Recent graduate Paige Mackey, who works at Second City, experienced a similar atmosphere at Columbia College, where students would test material among peers who wouldn’t hesitate to offer constructive feedback.
“If you’re making comedy through your lens,” Mackey told BestColleges, “you know how far you can take it.”
Preparing for Careers in Entertainment and Other Industries
One similarity among all the programs is the hands-on career preparation. While in school, students are writing television scripts and screenplays, performing in sketch comedy and improv, directing and producing shows and documentaries, and managing backstage functions like costuming and wardrobe.
“It doesn’t feel like college,” Mackey said. “It feels like a simulation for your dream job.”

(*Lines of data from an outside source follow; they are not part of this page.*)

impl PromptEditor {
    // =========================================================================
    // INITIALIZATION
    // =========================================================================

    /// Creates an editor holding [`PromptDocument::empty_template`].
    pub fn new() -> Self {
        Self::from_document(PromptDocument::empty_template())
    }

    pub fn from_document(document: PromptDocument) -> Self {
        Self {
            document,
            cached_result: None,
        }
    }

    /// Starts from the built-in template `id` (see [`templates::TEMPLATES`]).
    pub fn from_template(id: &str) -> PromptResult<Self> {
        let document = templates::template_document(id)?;
        debug!(template = id, "loaded built-in template");
        Ok(Self::from_document(document))
    }

    /// Loads a document from JSON text.
    pub fn from_json(json: &str) -> PromptResult<Self> {
        let document: PromptDocument = serde_json::from_str(json)?;
        debug!(
            shots = document.prompt.as_ref().map_or(0, |p| p.sequence.len()),
            "loaded prompt document"
        );
        Ok(Self::from_document(document))
    }

    /// Serializes the document to JSON text.
    pub fn to_json(&self) -> PromptResult<String> {
        Ok(serde_json::to_string(&self.document)?)
    }

    /// Serializes the document to indented JSON text.
    pub fn to_json_pretty(&self) -> PromptResult<String> {
        Ok(serde_json::to_string_pretty(&self.document)?)
    }

    pub fn document(&self) -> &PromptDocument {
        &self.document
    }

    pub fn into_document(self) -> PromptDocument {
        self.document
    }

    /// Applies an arbitrary mutation to the document.
    pub fn update_document<F>(&mut self, f: F)
    where
        F: FnOnce(&mut PromptDocument),
    {
        self.cached_result = None;
        f(&mut self.document);
    }

    fn content_mut(&mut self) -> &mut PromptContent {
        self.cached_result = None;
        self.document.prompt.get_or_insert_with(PromptContent::default)
    }

    fn audio_mut(&mut self) -> &mut Audio {
        self.content_mut().audio.get_or_insert_with(Audio::default)
    }

    fn content(&self) -> Option<&PromptContent> {
        self.document.prompt.as_ref()
    }

    fn shots(&self) -> &[ShotSegment] {
        self.content()
            .map(|c| c.sequence.as_slice())
            .unwrap_or_default()
    }

    // =========================================================================
    // SETTINGS
    // =========================================================================

    pub fn set_video_length(&mut self, length: VideoLength) {
        self.update_document(|doc| doc.video_length = Some(length.seconds() as f64));
    }

    pub fn set_resolution(&mut self, resolution: Resolution) {
        self.update_document(|doc| doc.resolution = Some(resolution.to_string()));
    }

    pub fn set_aspect_ratio(&mut self, aspect_ratio: AspectRatio) {
        self.update_document(|doc| doc.aspect_ratio = Some(aspect_ratio.to_string()));
    }

    // =========================================================================
    // CORE FORMULA & ADVANCED
    // =========================================================================

    pub fn set_core_field(&mut self, field: CoreField, value: impl Into<String>) {
        *field.slot(self.content_mut()) = Some(value.into());
    }

    pub fn set_negative_prompt(&mut self, value: impl Into<String>) {
        self.content_mut().negative_prompt = Some(value.into());
    }

    pub fn set_notes(&mut self, value: impl Into<String>) {
        self.content_mut().notes = Some(value.into());
    }

    /// Sets the creative workflow, keeping any reference images and notes.
    pub fn set_creative_mode(&mut self, mode: CreativeMode) {
        let controls = self
            .content_mut()
            .creative_controls
            .get_or_insert_with(CreativeControls::default);
        controls.mode = Some(mode.as_str().to_string());
    }

    // =========================================================================
    // CINEMATOGRAPHY
    // =========================================================================

    /// Overwrites a cinematography field with free text.
    pub fn set_cinematography(&mut self, field: CinematographyField, value: impl Into<String>) {
        let cinematography = self
            .content_mut()
            .cinematography
            .get_or_insert_with(Cinematography::default);
        *field.slot(cinematography) = Some(value.into());
    }

    /// Adds `value` to the field's comma list, or removes it if already present.
    pub fn toggle_cinematography_value(&mut self, field: CinematographyField, value: &str) {
        let cinematography = self
            .content_mut()
            .cinematography
            .get_or_insert_with(Cinematography::default);
        let slot = field.slot(cinematography);
        let toggled = toggle_list_value(slot.as_deref().unwrap_or(""), value);
        *slot = Some(toggled);
    }

    // =========================================================================
    // SEQUENCE
    // =========================================================================

    /// Appends a shot.
    pub fn add_shot(&mut self, shot: ShotSegment) {
        self.content_mut().sequence.push(shot);
    }

    /// Appends an empty shot starting where the last declared shot ends and
    /// lasting two seconds, clamped to the video length. Returns its index.
    pub fn add_next_shot(&mut self) -> usize {
        let last_end = self
            .shots()
            .last()
            .and_then(|shot| parse_range(shot.timestamp.as_deref()?))
            .map_or(0.0, |range| range.end);
        let end = match self.document.video_length {
            Some(length) => (last_end + NEXT_SHOT_SECONDS).min(length),
            None => last_end + NEXT_SHOT_SECONDS,
        };

        let timestamp = TimeRange::new(last_end, end).to_bracketed();
        let sequence = &mut self.content_mut().sequence;
        sequence.push(ShotSegment::new(timestamp, ""));
        sequence.len() - 1
    }

    pub fn update_shot(
        &mut self,
        index: usize,
        field: ShotField,
        value: impl Into<String>,
    ) -> PromptResult<()> {
        check_index("sequence", index, self.shots().len())?;
        let shot = &mut self.content_mut().sequence[index];
        *field.slot(shot) = Some(value.into());
        Ok(())
    }

    pub fn delete_shot(&mut self, index: usize) -> PromptResult<()> {
        check_index("sequence", index, self.shots().len())?;
        self.content_mut().sequence.remove(index);
        Ok(())
    }

    /// Moves the shot at `from` so that it ends up at index `to`.
    pub fn reorder_shot(&mut self, from: usize, to: usize) -> PromptResult<()> {
        let len = self.shots().len();
        check_index("sequence", from, len)?;
        check_index("sequence", to, len)?;
        if from != to {
            let sequence = &mut self.content_mut().sequence;
            let shot = sequence.remove(from);
            sequence.insert(to, shot);
        }
        Ok(())
    }

    // =========================================================================
    // AUDIO
    // =========================================================================

    fn dialogue_len(&self) -> usize {
        self.content()
            .and_then(|c| c.audio.as_ref())
            .map_or(0, |a| a.dialogue.len())
    }

    fn sound_effects_len(&self) -> usize {
        self.content()
            .and_then(|c| c.audio.as_ref())
            .map_or(0, |a| a.sound_effects.len())
    }

    /// Appends a blank dialogue line. Returns its index.
    pub fn add_dialogue(&mut self) -> usize {
        let dialogue = &mut self.audio_mut().dialogue;
        dialogue.push(DialogueLine::blank());
        dialogue.len() - 1
    }

    pub fn update_dialogue(
        &mut self,
        index: usize,
        field: DialogueField,
        value: impl Into<String>,
    ) -> PromptResult<()> {
        check_index("dialogue", index, self.dialogue_len())?;
        let line = &mut self.audio_mut().dialogue[index];
        *field.slot(line) = Some(value.into());
        Ok(())
    }

    pub fn delete_dialogue(&mut self, index: usize) -> PromptResult<()> {
        check_index("dialogue", index, self.dialogue_len())?;
        self.audio_mut().dialogue.remove(index);
        Ok(())
    }

    /// Appends an empty sound effect. Returns its index.
    pub fn add_sound_effect(&mut self) -> usize {
        let effects = &mut self.audio_mut().sound_effects;
        effects.push(String::new());
        effects.len() - 1
    }

    pub fn update_sound_effect(
        &mut self,
        index: usize,
        value: impl Into<String>,
    ) -> PromptResult<()> {
        check_index("sound_effects", index, self.sound_effects_len())?;
        self.audio_mut().sound_effects[index] = value.into();
        Ok(())
    }

    pub fn delete_sound_effect(&mut self, index: usize) -> PromptResult<()> {
        check_index("sound_effects", index, self.sound_effects_len())?;
        self.audio_mut().sound_effects.remove(index);
        Ok(())
    }

    pub fn set_ambient_noise(&mut self, value: impl Into<String>) {
        self.audio_mut().ambient_noise = Some(value.into());
    }

    // =========================================================================
    // DERIVED VIEWS
    // =========================================================================

    pub fn shot_completion(&self) -> ShotCompletion {
        let shots = self.shots();
        let described = shots
            .iter()
            .filter(|shot| !is_blank(shot.shot_description.as_deref()))
            .count();

        if described == shots.len() {
            ShotCompletion::Complete
        } else if described > 0 {
            ShotCompletion::Partial
        } else {
            ShotCompletion::Empty
        }
    }

    pub fn audio_completion(&self) -> AudioCompletion {
        let has_audio = self
            .content()
            .and_then(|c| c.audio.as_ref())
            .is_some_and(|audio| {
                !audio.dialogue.is_empty()
                    || !audio.sound_effects.is_empty()
                    || !is_blank(audio.ambient_noise.as_deref())
            });

        if has_audio {
            AudioCompletion::Complete
        } else {
            AudioCompletion::Empty
        }
    }

    /// Largest parsed end time across all shots; `0` when none parses.
    pub fn timeline_end(&self) -> f64 {
        self.shots()
            .iter()
            .filter_map(|shot| parse_range(shot.timestamp.as_deref()?))
            .map(|range| range.end)
            .fold(0.0, f64::max)
    }

    /// Validates the document, reusing the cached result when nothing changed.
    pub fn validate(&mut self) -> ValidationResult {
        if let Some(ref cached) = self.cached_result {
            return cached.clone();
        }
        let result = validation::validate(&self.document);
        self.cached_result = Some(result.clone());
        result
    }

    pub fn tab_status(&mut self) -> TabStatuses {
        let result = self.validate();
        validation::tab_status(&self.document, &result.findings)
    }
}
pub const TEMPLATES: &[TemplateDomain] = &[
    TemplateDomain {
        id: "jungle-explorer",
        name: "Jungle Explorer",
        description: "Multi-shot adventure sequence from official Veo 3.1 documentation",
        icon: "🗺️",
        category: TemplateCategory::Cinematic,
        build: jungle_explorer,
    },
    TemplateDomain {
        id: "noir-detective",
        name: "Film Noir Detective",
        description: "Dialogue scene with Ingredients-to-Video workflow from official docs",
        icon: "🕵️",
        category: TemplateCategory::Dialogue,
        build: noir_detective,
    },
    TemplateDomain {
        id: "pop-star-concert",
        name: "Pop Star Concert",
        description: "Dynamic 180-degree camera transition with First & Last Frame from official docs",
        icon: "🎤",
        category: TemplateCategory::Cinematic,
        build: pop_star_concert,
    },
];

/// Looks up a catalog entry by id.
pub fn find_template(id: &str) -> Option<&'static TemplateDomain> {
    TEMPLATES.iter().find(|template| template.id == id)
}

/// The document of the catalog entry `id`.
pub fn template_document(id: &str) -> PromptResult<PromptDocument> {
    find_template(id)
        .map(TemplateDomain::document)
        .ok_or_else(|| PromptError::template_not_found(id))
}

fn jungle_explorer() -> PromptDocument {
    let content = PromptContent::new()
        .with_cinematography(
            Cinematography::new()
                .with_camera_movement("Tracking shot, reverse shot, crane shot")
                .with_composition(
                    "Medium shot from behind, reverse shot, tracking shot, wide high-angle crane shot",
                )
                .with_lens_and_focus("Deep focus for environment"),
        )
        .with_subject("Young female explorer with leather satchel and messy brown hair in ponytail")
        .with_action(
            "Explorer pushes aside jungle vine, discovers hidden ancient ruins, examines carvings",
        )
        .with_context(
            "Dense jungle environment with moss-covered ancient ruins, dappled sunlight through canopy",
        )
        .with_style_and_ambiance(
            "Cinematic adventure, awe-inspiring, natural lighting with god rays",
        )
        .with_audio(
            Audio::new()
                .with_sound_effect("Rustling of dense leaves")
                .with_sound_effect("Distant exotic bird calls")
                .with_sound_effect("Stone scraping as she touches carvings")
                .with_ambient_noise(
                    "Rich jungle soundscape with layers of insects, birds, rustling vegetation, distant waterfalls",
                ),
        )
        .with_negative_prompt(
            "No modern elements, no safety equipment visible, no unnatural lighting, no crowds",
        )
        .with_shot(
            ShotSegment::new(
                "[00:00-00:02]",
                "Medium shot from behind a young female explorer with a leather satchel and messy brown hair in a ponytail, as she pushes aside a large jungle vine to reveal a hidden path.",
            )
            .with_emotion("Wonder and reverence")
            .with_sfx("The rustle of dense leaves, distant exotic bird calls"),
        )
        .with_shot(
            ShotSegment::new(
                "[00:02-00:04]",
                "Reverse shot of the explorer's freckled face, her expression filled with awe as she gazes upon ancient, moss-covered ruins in the background.",
            )
            .with_sfx("The rustle of dense leaves, distant exotic bird calls"),
        )
        .with_shot(
            ShotSegment::new(
                "[00:04-00:06]",
                "Tracking shot following the explorer as she steps into the clearing and runs her hand over the intricate carvings on a crumbling stone wall.",
            )
            .with_emotion("Wonder and reverence"),
        )
        .with_shot(
            ShotSegment::new(
                "[00:06-00:08]",
                "Wide, high-angle crane shot, revealing the lone explorer standing small in the center of the vast, forgotten temple complex, half-swallowed by the jungle.",
            )
            .with_emotion("Wonder and reverence")
            .with_sfx("A swelling, gentle orchestral score begins to play"),
        )
        .with_creative_controls(CreativeControls::new(CreativeMode::TextToVideo))
        .with_notes("Example from official Veo 3.1 documentation - Timestamp Prompting workflow");

    PromptDocument::empty_template().with_prompt(content)
}

fn noir_detective() -> PromptDocument {
    let content = PromptContent::new()
        .with_cinematography(
            Cinematography::new()
                .with_camera_movement("Shot-reverse-shot with subtle push-in")
                .with_composition("Medium shot, reverse shot focusing on each character")
                .with_lens_and_focus("Shallow depth of field, rack focus between characters"),
        )
        .with_subject("Tired detective and mysterious woman in 1940s noir office")
        .with_action("Detective and woman exchange dialogue, woman enters office")
        .with_context(
            "Cluttered 1940s detective office with desk, paperwork, harsh fluorescent lights, green monochrome monitor glow",
        )
        .with_style_and_ambiance(
            "Film noir, moody, dramatic lighting, retro 1980s aesthetic with color film grain",
        )
        .with_audio(
            Audio::new()
                .with_dialogue(
                    DialogueLine::new(
                        "Detective",
                        "Of all the offices in this town, you had to walk into mine.",
                    )
                    .with_voice_description("in a weary voice"),
                )
                .with_dialogue(
                    DialogueLine::new("Woman", "You were highly recommended.")
                        .with_voice_description("with a slight, mysterious smile"),
                )
                .with_sound_effect("Door creaking open")
                .with_sound_effect("Papers shuffling on desk")
                .with_sound_effect("Chair creaking")
                .with_ambient_noise(
                    "Quiet office ambience, distant city sounds through window, ceiling fan humming softly",
                ),
        )
        .with_negative_prompt(
            "No unnatural lip movements, no robotic expressions, no modern elements, no bright cheerful lighting",
        )
        .with_shot(
            ShotSegment::new(
                "[00:00-00:03]",
                "Medium shot of the detective behind his desk. He looks up at the woman. Natural light from window creates dramatic side lighting.",
            )
            .with_emotion("Resignation mixed with curiosity")
            .with_sfx("Door creaking open, papers shuffling"),
        )
        .with_shot(
            ShotSegment::new(
                "[00:03-00:05]",
                "Reverse shot focusing on the woman. Soft focus on detective in background. A slight, mysterious smile plays on her lips as she replies.",
            )
            .with_emotion("Confidence and mystery")
            .with_sfx("Her footsteps entering room"),
        )
        .with_shot(
            ShotSegment::new(
                "[00:05-00:08]",
                "Two-shot with rack focus. Detective leans back in chair, studying her. Camera slowly pushes in on both characters.",
            )
            .with_emotion("Tension and intrigue building")
            .with_sfx("Chair creaking"),
        )
        .with_creative_controls(
            CreativeControls::new(CreativeMode::IngredientsToVideo)
                .with_reference_image("Detective character reference")
                .with_reference_image("Woman character reference")
                .with_reference_image("Office setting reference")
                .with_notes(
                    "Use provided images for the detective, the woman, and the office setting to maintain consistent aesthetic across shots",
                ),
        )
        .with_notes(
            "Example from official Veo 3.1 documentation - Building a dialogue scene with Ingredients to Video. Maintain eye-line consistency and ensure lip-sync accuracy.",
        );

    PromptDocument::empty_template().with_prompt(content)
}
//! Video settings checker: length, resolution, aspect ratio.

use super::rules::{SUPPORTED_ASPECT_RATIOS, SUPPORTED_RESOLUTIONS, SUPPORTED_VIDEO_LENGTHS};
use super::ValidationFinding;
use crate::prompt::model::PromptDocument;

pub fn check(document: &PromptDocument) -> Vec<ValidationFinding> {
    let mut findings = Vec::new();

    let length_ok = document
        .video_length
        .is_some_and(|len| SUPPORTED_VIDEO_LENGTHS.contains(&len));
    if !length_ok {
        findings.push(ValidationFinding::error(
            "video_length",
            "Video length must be 4, 6, or 8 seconds (Veo 3.1 supported lengths)",
        ));
    }

    let resolution_ok = document
        .resolution
        .as_deref()
        .is_some_and(|r| SUPPORTED_RESOLUTIONS.contains(&r));
    if !resolution_ok {
        findings.push(ValidationFinding::error(
            "resolution",
            "Resolution must be 720p or 1080p",
        ));
    }

    let aspect_ok = document
        .aspect_ratio
        .as_deref()
        .is_some_and(|r| SUPPORTED_ASPECT_RATIOS.contains(&r));
    if !aspect_ok {
        findings.push(ValidationFinding::error(
            "aspect_ratio",
            "Aspect ratio must be 16:9 or 9:16",
        ));
    }

    findings
}
//! Audio checker: dialogue lines and sound effects.
//!
//! Dialogue is spoken inside the clip, so each line is also checked against the
//! clip length using a fixed speaking rate.

use std::sync::OnceLock;

use regex::Regex;

use super::rules::WORDS_PER_SECOND;
use super::{caps_lock_words, one_decimal, ValidationFinding};
use crate::prompt::model::{is_blank, DialogueLine, PromptContent};

/// Whitespace-separated word count, counting the empty edges a leading or
/// trailing run of whitespace produces.
fn word_count(speech: &str) -> usize {
    static RE: OnceLock<Regex> = OnceLock::new();
    let re = RE.get_or_init(|| Regex::new(r"\s+").expect("whitespace regex should compile"));
    re.split(speech).count()
}

fn check_dialogue_line(
    line: &DialogueLine,
    index: usize,
    video_length: Option<f64>,
) -> Vec<ValidationFinding> {
    let mut findings = Vec::new();
    let n = index + 1;
    let speech_field = format!("prompt.audio.dialogue[{index}].speech");

    if is_blank(line.character.as_deref()) {
        findings.push(ValidationFinding::error(
            format!("prompt.audio.dialogue[{index}].character"),
            format!("Dialogue line {n}: Character name is required"),
        ));
    }

    let speech = match line.speech.as_deref() {
        Some(speech) if !speech.trim().is_empty() => speech,
        _ => {
            findings.push(ValidationFinding::error(
                speech_field,
                format!("Dialogue line {n}: Speech text is required"),
            ));
            return findings;
        }
    };

    if speech.contains('"') || speech.contains('\'') {
        findings.push(ValidationFinding::warning(
            speech_field.clone(),
            format!(
                "Dialogue line {n}: Don't include quotation marks - Veo will format them automatically"
            ),
        ));
    }

    let caps = caps_lock_words(speech);
    if !caps.is_empty() {
        findings.push(ValidationFinding::warning(
            speech_field.clone(),
            format!(
                "Dialogue line {n}: Avoid caps lock words ({}) - may cause spelling issues",
                caps.join(", ")
            ),
        ));
    }

    if let Some(length) = video_length {
        let words = word_count(speech);
        let estimated = words as f64 / WORDS_PER_SECOND;
        if estimated > length {
            findings.push(ValidationFinding::warning(
                speech_field,
                format!(
                    "Dialogue line {n}: Speech may be too long ({words} words ≈ {}s) for {length}s video",
                    one_decimal(estimated)
                ),
            ));
        }
    }

    findings
}

/// Checks the audio block against the document's raw video length.
pub fn check(content: &PromptContent, video_length: Option<f64>) -> Vec<ValidationFinding> {
    let Some(audio) = &content.audio else {
        return Vec::new();
    };

    let mut findings: Vec<ValidationFinding> = audio
        .dialogue
        .iter()
        .enumerate()
        .flat_map(|(i, line)| check_dialogue_line(line, i, video_length))
        .collect();

    for (i, sfx) in audio.sound_effects.iter().enumerate() {
        if sfx.trim().is_empty() {
            findings.push(ValidationFinding::warning(
                format!("prompt.audio.sound_effects[{i}]"),
                format!("Sound effect {} is empty", i + 1),
            ));
        }
    }

    findings
}

#[cfg(test)]
mod tests {
    use super::*;
    use crate::prompt::model::Audio;
    use crate::validation::Severity;

    fn with_audio(audio: Audio) -> PromptContent {
        PromptContent::new().with_audio(audio)
    }

    #[test]
    fn test_absent_audio_is_silent() {
        assert!(check(&PromptContent::new(), Some(8.0)).is_empty());
    }

    #[test]
    fn test_missing_character_and_speech() {
        let content = with_audio(Audio::new().with_dialogue(DialogueLine::blank()));
        let findings = check(&content, Some(8.0));
        assert_eq!(findings.len(), 2);
        assert_eq!(findings[0].field, "prompt.audio.dialogue[0].character");
        assert_eq!(findings[1].field, "prompt.audio.dialogue[0].speech");
        assert!(findings.iter().all(|f| f.severity == Severity::Error));
    }

    #[test]
    fn test_caps_lock_speech_is_warning() {
        let content = with_audio(
            Audio::new().with_dialogue(DialogueLine::new("Guard", "STOP RIGHT THERE")),
        );
        let findings = check(&content, Some(8.0));
        assert_eq!(findings.len(), 1);
        assert_eq!(findings[0].severity, Severity::Warning);
        assert_eq!(
            findings[0].message,
            "Dialogue line 1: Avoid caps lock words (STOP, RIGHT, THERE) - may cause spelling issues"
        );
    }

    #[test]
    fn test_quotes_are_flagged() {
        let content = with_audio(
            Audio::new()
                .with_dialogue(DialogueLine::new("Ana", "\"Hello\""))
                .with_dialogue(DialogueLine::new("Ben", "it's late")),
        );
        let findings = check(&content, Some(8.0));
        assert_eq!(findings.len(), 2);
        assert!(findings[1]
            .message
            .starts_with("Dialogue line 2: Don't include quotation marks"));
    }

    #[test]
    fn test_speech_too_long_for_clip() {
        // 11 words / 2.5 = 4.4s > 4s
        let speech = "we have to leave this place before the tide comes back";
        let content = with_audio(Audio::new().with_dialogue(DialogueLine::new("Ana", speech)));

        let findings = check(&content, Some(4.0));
        assert_eq!(findings.len(), 1);
        assert_eq!(
            findings[0].message,
            "Dialogue line 1: Speech may be too long (11 words ≈ 4.4s) for 4s video"
        );

        assert!(check(&content, Some(6.0)).is_empty());
        assert!(check(&content, None).is_empty());
    }

    #[test]
    fn test_word_count_edges() {
        assert_eq!(word_count("one two  three"), 3);
        assert_eq!(word_count(" padded"), 2);
        assert_eq!(word_count("single"), 1);
    }

    #[test]
    fn test_blank_sound_effects() {
        let content = with_audio(
            Audio::new()
                .with_sound_effect("Thunder rolling")
                .with_sound_effect("   ")
                .with_ambient_noise(""),
        );
        let findings = check(&content, Some(8.0));
        assert_eq!(findings.len(), 1);
        assert_eq!(findings[0].field, "prompt.audio.sound_effects[1]");
        assert_eq!(findings[0].message, "Sound effect 2 is empty");
    }
}
//! Sequence checker: per-shot timestamps and descriptions, then timeline
//! continuity across shots.
//!
//! Shots are declared in the user's intended order, which need not be
//! chronological. Continuity is therefore checked on the parsed intervals
//! sorted by start time (stable, so shots sharing a start keep declaration
//! order), comparing each interval with its successor:
//! - `end > next.start` is an overlap (warning)
//! - `end < next.start` by more than [`MAX_SILENT_GAP_SECONDS`] is a gap (info)
//! - `end == next.start` is the expected contiguous case

use super::rules::{MAX_SILENT_GAP_SECONDS, MIN_SHOT_DESCRIPTION_CHARS, MIN_SHOT_SECONDS};
use super::timestamp::{parse_range, TimeRange};
use super::{caps_lock_words, one_decimal, ValidationFinding};
use crate::prompt::model::{is_blank, PromptContent, ShotSegment};

/// A shot whose timestamp parsed, keyed by its declaration index.
#[derive(Debug, Clone, Copy)]
struct ParsedShot {
    index: usize,
    range: TimeRange,
}

fn check_timestamp(
    shot: &ShotSegment,
    index: usize,
    video_length: Option<f64>,
) -> Vec<ValidationFinding> {
    let field = format!("prompt.sequence[{index}].timestamp");
    let n = index + 1;

    let timestamp = match shot.timestamp.as_deref() {
        Some(ts) if !ts.trim().is_empty() => ts,
        _ => {
            return vec![ValidationFinding::error(
                field,
                format!("Shot {n}: Timestamp is required"),
            )]
        }
    };

    let Some(range) = parse_range(timestamp) else {
        return vec![ValidationFinding::error(
            field,
            format!("Shot {n}: Invalid timestamp format. Use [00:00-00:02] or 0.0s-2.0s"),
        )];
    };

    let mut findings = Vec::new();

    if range.start >= range.end {
        findings.push(ValidationFinding::error(
            field.clone(),
            format!("Shot {n}: Start time must be before end time"),
        ));
    }

    if let Some(length) = video_length {
        if range.end > length {
            findings.push(ValidationFinding::warning(
                field.clone(),
                format!(
                    "Shot {n}: End time ({}s) exceeds video length ({length}s)",
                    range.end
                ),
            ));
        }
    }

    let duration = range.duration();
    if duration < MIN_SHOT_SECONDS {
        findings.push(ValidationFinding::warning(
            field,
            format!(
                "Shot {n}: Shot duration ({}s) is very short - may not render well",
                one_decimal(duration)
            ),
        ));
    }

    findings
}

fn check_description(shot: &ShotSegment, index: usize) -> Vec<ValidationFinding> {
    let field = format!("prompt.sequence[{index}].shot_description");
    let n = index + 1;

    let description = match shot.shot_description.as_deref() {
        Some(desc) if !is_blank(Some(desc)) => desc,
        _ => {
            return vec![ValidationFinding::error(
                field,
                format!("Shot {n}: Shot description is required"),
            )]
        }
    };

    let mut findings = Vec::new();

    if description.chars().count() < MIN_SHOT_DESCRIPTION_CHARS {
        findings.push(ValidationFinding::warning(
            field.clone(),
            format!("Shot {n}: Description is too short. Be more detailed and specific."),
        ));
    }

    let caps = caps_lock_words(description);
    if !caps.is_empty() {
        findings.push(ValidationFinding::info(
            field,
            format!("Shot {n}: Avoid caps lock words ({})", caps.join(", ")),
        ));
    }

    findings
}

fn check_continuity(mut shots: Vec<ParsedShot>) -> Vec<ValidationFinding> {
    shots.sort_by(|a, b| a.range.start.total_cmp(&b.range.start));

    let mut findings = Vec::new();
    for pair in shots.windows(2) {
        let (current, next) = (pair[0], pair[1]);
        let field = format!(
            "prompt.sequence[{}] and sequence[{}]",
            current.index, next.index
        );

        if current.range.end > next.range.start {
            findings.push(ValidationFinding::warning(
                field,
                format!(
                    "Timeline overlap: Shot {} (ends {}s) overlaps with Shot {} (starts {}s)",
                    current.index + 1,
                    current.range.end,
                    next.index + 1,
                    next.range.start
                ),
            ));
        } else if current.range.end < next.range.start {
            let gap = next.range.start - current.range.end;
            if gap > MAX_SILENT_GAP_SECONDS {
                findings.push(ValidationFinding::info(
                    field,
                    format!(
                        "Timeline gap: {}s gap between Shot {} and Shot {}",
                        one_decimal(gap),
                        current.index + 1,
                        next.index + 1
                    ),
                ));
            }
        }
    }

    findings
}

/// Checks the shot sequence against the document's raw video length.
pub fn check(content: &PromptContent, video_length: Option<f64>) -> Vec<ValidationFinding> {
    if content.sequence.is_empty() {
        return vec![ValidationFinding::error(
            "prompt.sequence",
            "At least one sequence shot is required",
        )];
    }

    let mut findings = Vec::new();
    for (index, shot) in content.sequence.iter().enumerate() {
        findings.extend(check_timestamp(shot, index, video_length));
        findings.extend(check_description(shot, index));
    }

    let parsed: Vec<ParsedShot> = content
        .sequence
        .iter()
        .enumerate()
        .filter_map(|(index, shot)| {
            let range = parse_range(shot.timestamp.as_deref()?)?;
            Some(ParsedShot { index, range })
        })
        .collect();

    findings.extend(check_continuity(parsed));
    findings
}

Many graduates do, in fact, pursue careers in the entertainment industry. USC’s program has numerous alumni in film and television, which isn’t surprising given its location and connections to Hollywood.
Filmmaker Jeanne Jo, who earned her Ph.D. in cinematic arts studying under Kellman, calls her experience at USC “completely life-changing.” In addition to producing her own comedic films, she’s worked on such hits as “Black Panther” and “Star Trek Beyond.”
Others follow a variety of paths outside entertainment yet find ways to draw on their comedic education. Many graduates of these programs work in marketing and advertising, as well as social media and graphic design.
Novogrodsky-Godt wants to pursue a dual career in children’s television and elementary school teaching after she graduates from DePaul and believes her comedic training provides outstanding preparation for both.
“We spend a lot of time talking about comedy’s effect on the brain and how to use comedy as a form of education,” Novogrodsky-Godt said. “It’s helping me develop a pedagogy for how I want to learn to teach.”
“I think studying theater and comedy,” she added, “really helps with every career path.”